For some people, divorce is the first major emotional trauma they will experience in life and trying to find a way through it can be a difficult and extremely painful process. As well as the personal unhappiness is brings, the break-up of a marriage can cause financial and domestic upheaval that may not be resolved for months if not years.

It is important, therefore, that everyone who goes through a divorce has some way of venting their feelings and frustrations. Many people are lucky enough to have supportive friends or relatives to turn to, but even the most sympathetic, understanding confidants can’t be relied upon to supply a broad shoulder 24/7 for months on end.

A lot of people find it difficult to discuss emotions, whether or not they have friends and family willing to listen. Men are particularly shy of unburdening themselves, especially with other men, and instead play the macho role and bottle up their true feelings. This isn’t very healthy and can impede the recovery process.

In a previous blog, I explained how keeping a notepad and pen beside the bed was a useful way to deal with sleeplessness – a common side effect of divorce. Instead of tossing and turning, worrying about what the future holds and playing out in your head all the things you’d like to do or say to your ex, writing down your inner thoughts can help to clear your mind and ease yourself into sleep.

But writing doesn’t have to be confined to the terrors of the night: keeping a “divorce diary” can be hugely beneficial to those who find it hard to verbalise their fears, grief and uncertainty or who are reluctant to lean too heavily on friends and relatives. You can rant, within the pages of a private journal, as lengthily and as vituperatively as you want without running the risk of boring or offending anyone.

The loss people feel when they divorce often transmutes into regrets over relatively small things – the absence of someone to help with the weekly shopping or to chew over with the latest instalment of The Apprentice. A friend of a friend, whose partner died a few months ago, said one of the things she missed was not having to readjust the driver’s seat when she got into the car each morning.

These are things that confidants may be happy to hear about, but are sometimes best written down, for your eyes only.

If you are perceived as the “guilty” party, finding sympathetic ears might not be as easy as if you’re seen as being “sinned” against.
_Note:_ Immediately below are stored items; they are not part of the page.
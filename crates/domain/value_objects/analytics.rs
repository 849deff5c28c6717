use chrono::{DateTime, Utc};
use serde::Serialize;
use uuid::Uuid;

use crate::domain::{
    entities::{listings::ListingEntity, users::UserEntity},
    value_objects::enums::listing_statuses::ListingStatus,
};

#[derive(Debug, Clone, PartialEq, Serialize)]
pub struct AnalyticsSnapshot {
    pub time_range: String,
    pub period: AnalyticsPeriod,
    pub overview: Overview,
    pub recent: RecentCounts,
    pub status_breakdown: StatusBreakdown,
    pub growth: Growth,
    #[serde(skip_serializing_if = "Option::is_none")]
    pub extended: Option<ExtendedAnalytics>,
    pub generated_at: DateTime<Utc>,
}

#[derive(Debug, Clone, Copy, PartialEq, Eq, Serialize)]
pub struct AnalyticsPeriod {
    pub start: DateTime<Utc>,
    pub end: DateTime<Utc>,
}

#[derive(Debug, Clone, Copy, Default, PartialEq, Eq, Serialize)]
pub struct Overview {
    pub total_listings: i64,
    pub active_listings: i64,
    pub total_users: i64,
    pub verified_users: i64,
}

#[derive(Debug, Clone, Copy, Default, PartialEq, Eq, Serialize)]
pub struct RecentCounts {
    pub listings_today: i64,
    pub listings_this_week: i64,
    pub users_today: i64,
    pub users_this_week: i64,
}

/// Listing count per status. Every status is always present.
#[derive(Debug, Clone, Copy, Default, PartialEq, Eq, Serialize)]
pub struct StatusBreakdown {
    pub active: i64,
    pub draft: i64,
    pub pending: i64,
    pub sold: i64,
    pub archived: i64,
}

impl StatusBreakdown {
    pub fn set(&mut self, status: ListingStatus, count: i64) {
        let slot = match status {
            ListingStatus::Active => &mut self.active,
            ListingStatus::Draft => &mut self.draft,
            ListingStatus::Pending => &mut self.pending,
            ListingStatus::Sold => &mut self.sold,
            ListingStatus::Archived => &mut self.archived,
        };
        *slot = count;
    }

    pub fn total(&self) -> i64 {
        self.active + self.draft + self.pending + self.sold + self.archived
    }
}

#[derive(Debug, Clone, Copy, Default, PartialEq, Eq, Serialize)]
pub struct GrowthPair {
    pub current_month: i64,
    pub last_month: i64,
}

#[derive(Debug, Clone, Copy, Default, PartialEq, Eq, Serialize)]
pub struct Growth {
    pub listings: GrowthPair,
    pub users: GrowthPair,
}

#[derive(Debug, Clone, PartialEq, Serialize)]
pub struct ExtendedAnalytics {
    pub category_stats: Vec<CategoryStat>,
    pub top_sellers: Vec<SellerStat>,
    pub recent_activity: RecentActivity,
    pub performance_indicators: PerformanceIndicators,
    #[serde(skip_serializing_if = "Option::is_none")]
    pub subscription_stats: Option<SubscriptionStats>,
}

#[derive(Debug, Clone, PartialEq, Eq, Serialize)]
pub struct CategoryStat {
    pub category_id: Uuid,
    pub category_name: Option<String>,
    pub listing_count: i64,
}

#[derive(Debug, Clone, Copy, PartialEq, Eq, Serialize)]
pub struct SellerStat {
    pub seller_id: Uuid,
    pub active_listings: i64,
}

#[derive(Debug, Clone, Default, PartialEq, Eq, Serialize)]
pub struct RecentActivity {
    pub users: Vec<RecentUser>,
    pub listings: Vec<RecentListing>,
}

/// Display-safe projection of a user: nothing more sensitive than the email.
#[derive(Debug, Clone, PartialEq, Eq, Serialize)]
pub struct RecentUser {
    pub id: Uuid,
    pub name: String,
    pub email: String,
    pub is_verified: bool,
    pub created_at: DateTime<Utc>,
}

impl From<UserEntity> for RecentUser {
    fn from(value: UserEntity) -> Self {
        Self {
            id: value.id,
            name: value.name,
            email: value.email,
            is_verified: value.is_verified,
            created_at: value.created_at,
        }
    }
}

#[derive(Debug, Clone, PartialEq, Eq, Serialize)]
pub struct RecentListing {
    pub id: Uuid,
    pub title: String,
    pub status: String,
    pub price_minor: i32,
    pub seller_id: Uuid,
    pub created_at: DateTime<Utc>,
}

impl From<ListingEntity> for RecentListing {
    fn from(value: ListingEntity) -> Self {
        Self {
            id: value.id,
            title: value.title,
            status: value.status,
            price_minor: value.price_minor,
            seller_id: value.seller_id,
            created_at: value.created_at,
        }
    }
}

#[derive(Debug, Clone, Copy, PartialEq, Serialize)]
pub struct PerformanceIndicators {
    /// Verified users as a percentage of all users, two decimals.
    pub conversion_rate: f64,
    pub total_views: i64,
    pub active_users: i64,
    pub avg_listings_per_user: f64,
}

impl PerformanceIndicators {
    pub fn new(overview: &Overview, total_views: i64, active_users: i64) -> Self {
        Self {
            conversion_rate: rounded_ratio(overview.verified_users, overview.total_users, 100.0),
            total_views,
            active_users,
            avg_listings_per_user: rounded_ratio(overview.total_listings, overview.total_users, 1.0),
        }
    }
}

#[derive(Debug, Clone, Copy, PartialEq, Eq, Serialize)]
pub struct SubscriptionStats {
    pub active_subscriptions: i64,
    pub monthly_revenue_minor: i64,
}

/// `numerator / denominator * scale` rounded to two decimals, 0 when the denominator is 0.
pub fn rounded_ratio(numerator: i64, denominator: i64, scale: f64) -> f64 {
    if denominator == 0 {
        return 0.0;
    }
    let value = numerator as f64 / denominator as f64 * scale;
    (value * 100.0).round() / 100.0
}

#[cfg(test)]
mod tests {
    use super::*;

    #[test]
    fn ratios_are_zero_without_users() {
        let indicators = PerformanceIndicators::new(&Overview::default(), 0, 0);
        assert_eq!(indicators.conversion_rate, 0.0);
        assert_eq!(indicators.avg_listings_per_user, 0.0);
    }

    #[test]
    fn ratios_round_to_two_decimals() {
        let overview = Overview {
            total_listings: 10,
            active_listings: 4,
            total_users: 3,
            verified_users: 2,
        };
        let indicators = PerformanceIndicators::new(&overview, 120, 1);

        assert_eq!(indicators.conversion_rate, 66.67);
        assert_eq!(indicators.avg_listings_per_user, 3.33);
        assert_eq!(indicators.total_views, 120);
    }

    #[test]
    fn status_breakdown_totals_every_status() {
        let mut breakdown = StatusBreakdown::default();
        for (i, status) in ListingStatus::ALL.into_iter().enumerate() {
            breakdown.set(status, i as i64 + 1);
        }
        assert_eq!(breakdown.total(), 15);
        assert_eq!(breakdown.archived, 5);
    }

    #[test]
    fn empty_breakdown_still_serializes_all_statuses() {
        let value = serde_json::to_value(StatusBreakdown::default()).unwrap();
        let keys: Vec<_> = value.as_object().unwrap().keys().cloned().collect();
        assert_eq!(keys.len(), 5);
        for status in ListingStatus::ALL {
            assert_eq!(value[status.to_string()], 0);
        }
    }
}
use crates::domain::{
    clock::Clock,
    repositories::query_gateway::QueryGateway,
    value_objects::{
        enums::invoice_statuses::InvoiceStatus,
        invoices::InvoiceSummary,
        query::{Entity, EntityQuery, Field, Filter},
    },
};
use std::sync::Arc;
use tracing::{error, info};
use uuid::Uuid;

use crate::usecases::{
    errors::{AnalyticsError, UseCaseResult},
    usage::ensure_user_exists,
};

pub struct InvoiceSummaryUseCase<G>
where
    G: QueryGateway + Send + Sync + 'static,
{
    gateway: Arc<G>,
    clock: Arc<dyn Clock>,
}

impl<G> InvoiceSummaryUseCase<G>
where
    G: QueryGateway + Send + Sync + 'static,
{
    pub fn new(gateway: Arc<G>, clock: Arc<dyn Clock>) -> Self {
        Self { gateway, clock }
    }

    pub async fn get_invoice_summary(&self, user_id: Uuid) -> UseCaseResult<InvoiceSummary> {
        let now = self.clock.now();
        ensure_user_exists(self.gateway.as_ref(), user_id).await?;

        let all = EntityQuery::new(Entity::Invoices).eq(Field::UserId, user_id);
        let paid = all.clone().eq(Field::Status, InvoiceStatus::Paid);
        let pending = all.clone().eq(Field::Status, InvoiceStatus::Pending);
        let overdue = pending.clone().filter(Filter::Before(Field::DueDate, now));

        let (
            total_invoices,
            paid_count,
            pending_count,
            overdue_count,
            total_paid_minor,
            outstanding_minor,
        ) = tokio::try_join!(
            self.gateway.count(&all),
            self.gateway.count(&paid),
            self.gateway.count(&pending),
            self.gateway.count(&overdue),
            self.gateway.sum(&paid, Field::TotalAmountMinor),
            self.gateway.sum(&pending, Field::TotalAmountMinor),
        )
        .map_err(|err| {
            error!(%user_id, db_error = ?err, "invoices: failed to summarise invoices");
            AnalyticsError::UpstreamQueryFailure(err)
        })?;

        info!(%user_id, total_invoices, overdue_count, "invoices: summary computed");

        Ok(InvoiceSummary {
            user_id,
            total_invoices,
            paid_count,
            pending_count,
            overdue_count,
            total_paid_minor,
            outstanding_minor,
        })
    }
}
use chrono::{DateTime, Utc};

/// Source of the current instant. Read once per request.
pub trait Clock: Send + Sync {
    fn now(&self) -> DateTime<Utc>;
}

#[derive(Debug, Default, Clone, Copy)]
pub struct SystemClock;

impl Clock for SystemClock {
    fn now(&self) -> DateTime<Utc> {
        Utc::now()
    }
}

#[derive(Debug, Clone, Copy)]
pub struct FixedClock(pub DateTime<Utc>);

impl Clock for FixedClock {
    fn now(&self) -> DateTime<Utc> {
        self.0
    }
}
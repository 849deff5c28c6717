pub mod analytics;
pub mod invoices;
pub mod usage;

#[cfg(test)]
pub(crate) mod test_support;
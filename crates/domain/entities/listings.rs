use chrono::{DateTime, Utc};
use diesel::prelude::*;
use uuid::Uuid;

use crate::infra::db::postgres::schema::listings;

#[derive(Debug, Clone, PartialEq, Eq, Identifiable, Selectable, Queryable, QueryableByName)]
#[diesel(table_name = listings)]
pub struct ListingEntity {
    pub id: Uuid,
    pub title: String,
    pub status: String,
    pub category_id: Uuid,
    pub seller_id: Uuid,
    pub price_minor: i32,
    pub view_count: i32,
    pub created_at: DateTime<Utc>,
}
use anyhow::Result;
use chrono::{DateTime, Utc};
use crates::domain::{
    entities::{plans::PlanEntity, subscriptions::SubscriptionEntity},
    repositories::{plans::PlanRepository, subscriptions::SubscriptionRepository},
};
use std::sync::Arc;
use tracing::debug;
use uuid::Uuid;

/// Plan that governs a user's quota at a given instant.
#[derive(Debug, Clone, PartialEq, Eq)]
pub enum EffectivePlan {
    Freemium,
    Subscribed {
        subscription: SubscriptionEntity,
        plan: PlanEntity,
    },
}

/// Resolves the effective plan for a user: active subscription or freemium fallback.
pub struct PlanResolver<P, S>
where
    P: PlanRepository + Send + Sync + 'static,
    S: SubscriptionRepository + Send + Sync + 'static,
{
    plan_repo: Arc<P>,
    subscription_repo: Arc<S>,
}

impl<P, S> PlanResolver<P, S>
where
    P: PlanRepository + Send + Sync + 'static,
    S: SubscriptionRepository + Send + Sync + 'static,
{
    pub fn new(plan_repo: Arc<P>, subscription_repo: Arc<S>) -> Self {
        Self {
            plan_repo,
            subscription_repo,
        }
    }

    pub async fn resolve_effective_plan_for_user(
        &self,
        user_id: Uuid,
        now: DateTime<Utc>,
    ) -> Result<EffectivePlan> {
        let Some(subscription) = self
            .subscription_repo
            .find_current_active_subscription(user_id, now)
            .await?
        else {
            debug!(%user_id, "plan_resolver: falling back to freemium");
            return Ok(EffectivePlan::Freemium);
        };

        debug!(
            %user_id,
            plan_id = %subscription.plan_id,
            "plan_resolver: using active subscription plan"
        );
        let plan = self.plan_repo.find_by_id(subscription.plan_id).await?;

        Ok(EffectivePlan::Subscribed { subscription, plan })
    }
}

#[cfg(test)]
mod tests {
    use super::*;
    use chrono::{Duration, TimeZone};
    use crates::domain::{
        repositories::{plans::MockPlanRepository, subscriptions::MockSubscriptionRepository},
        value_objects::{enums::subscription_statuses::SubscriptionStatus, plans::PlanFeatures},
    };
    use mockall::predicate::eq;

    fn now() -> DateTime<Utc> {
        Utc.with_ymd_and_hms(2024, 3, 14, 12, 0, 0).unwrap()
    }

    fn sample_plan(id: Uuid) -> PlanEntity {
        PlanEntity {
            id,
            name: "Pro".to_string(),
            price_minor: 4900,
            max_listings: 50,
            max_images_per_listing: 20,
            features: PlanFeatures::default(),
        }
    }

    fn sample_subscription(user_id: Uuid, plan_id: Uuid) -> SubscriptionEntity {
        SubscriptionEntity {
            id: Uuid::new_v4(),
            user_id,
            plan_id,
            status: SubscriptionStatus::Active.to_string(),
            started_at: now() - Duration::days(10),
            expires_at: Some(now() + Duration::days(20)),
            auto_renew: true,
        }
    }

    #[tokio::test]
    async fn returns_subscribed_plan_when_subscription_exists() {
        let user_id = Uuid::new_v4();
        let plan_id = Uuid::new_v4();
        let subscription = sample_subscription(user_id, plan_id);
        let plan = sample_plan(plan_id);

        let mut subscription_repo = MockSubscriptionRepository::new();
        let found = subscription.clone();
        subscription_repo
            .expect_find_current_active_subscription()
            .with(eq(user_id), eq(now()))
            .returning(move |_, _| Ok(Some(found.clone())));

        let mut plan_repo = MockPlanRepository::new();
        let found = plan.clone();
        plan_repo
            .expect_find_by_id()
            .with(eq(plan_id))
            .returning(move |_| Ok(found.clone()));

        let resolver = PlanResolver::new(Arc::new(plan_repo), Arc::new(subscription_repo));
        let effective = resolver
            .resolve_effective_plan_for_user(user_id, now())
            .await
            .unwrap();

        assert_eq!(effective, EffectivePlan::Subscribed { subscription, plan });
    }

    #[tokio::test]
    async fn falls_back_to_freemium_without_touching_plans() {
        let user_id = Uuid::new_v4();

        let mut subscription_repo = MockSubscriptionRepository::new();
        subscription_repo
            .expect_find_current_active_subscription()
            .returning(|_, _| Ok(None));

        let mut plan_repo = MockPlanRepository::new();
        plan_repo.expect_find_by_id().never();

        let resolver = PlanResolver::new(Arc::new(plan_repo), Arc::new(subscription_repo));
        let effective = resolver
            .resolve_effective_plan_for_user(user_id, now())
            .await
            .unwrap();

        assert_eq!(effective, EffectivePlan::Freemium);
    }

    #[tokio::test]
    async fn missing_plan_row_is_an_error() {
        let user_id = Uuid::new_v4();
        let subscription = sample_subscription(user_id, Uuid::new_v4());

        let mut subscription_repo = MockSubscriptionRepository::new();
        subscription_repo
            .expect_find_current_active_subscription()
            .returning(move |_, _| Ok(Some(subscription.clone())));

        let mut plan_repo = MockPlanRepository::new();
        plan_repo
            .expect_find_by_id()
            .returning(|_| Err(anyhow::anyhow!("plan not found")));

        let resolver = PlanResolver::new(Arc::new(plan_repo), Arc::new(subscription_repo));
        assert!(
            resolver
                .resolve_effective_plan_for_user(user_id, now())
                .await
                .is_err()
        );
    }
}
So, again, keeping a diary is a good way to get your feelings off your chest without having to subject your nearest and dearest to agonised outpourings of emotion, which may not elicit the response you want to hear.

Whatever your circumstances, writing can be cathartic. Not only that, by keeping a regular log of the divorce process, you can gauge – on reading it back – how far you’ve come. When you’re in a seemingly never-ending tunnel of blackness, it is sometimes difficult to pinpoint when the light at the other end first started to filter through. A diary can enable you to see, retrospectively, that however deep your pain, you have travelled a whole lot further than you ever imagined possible.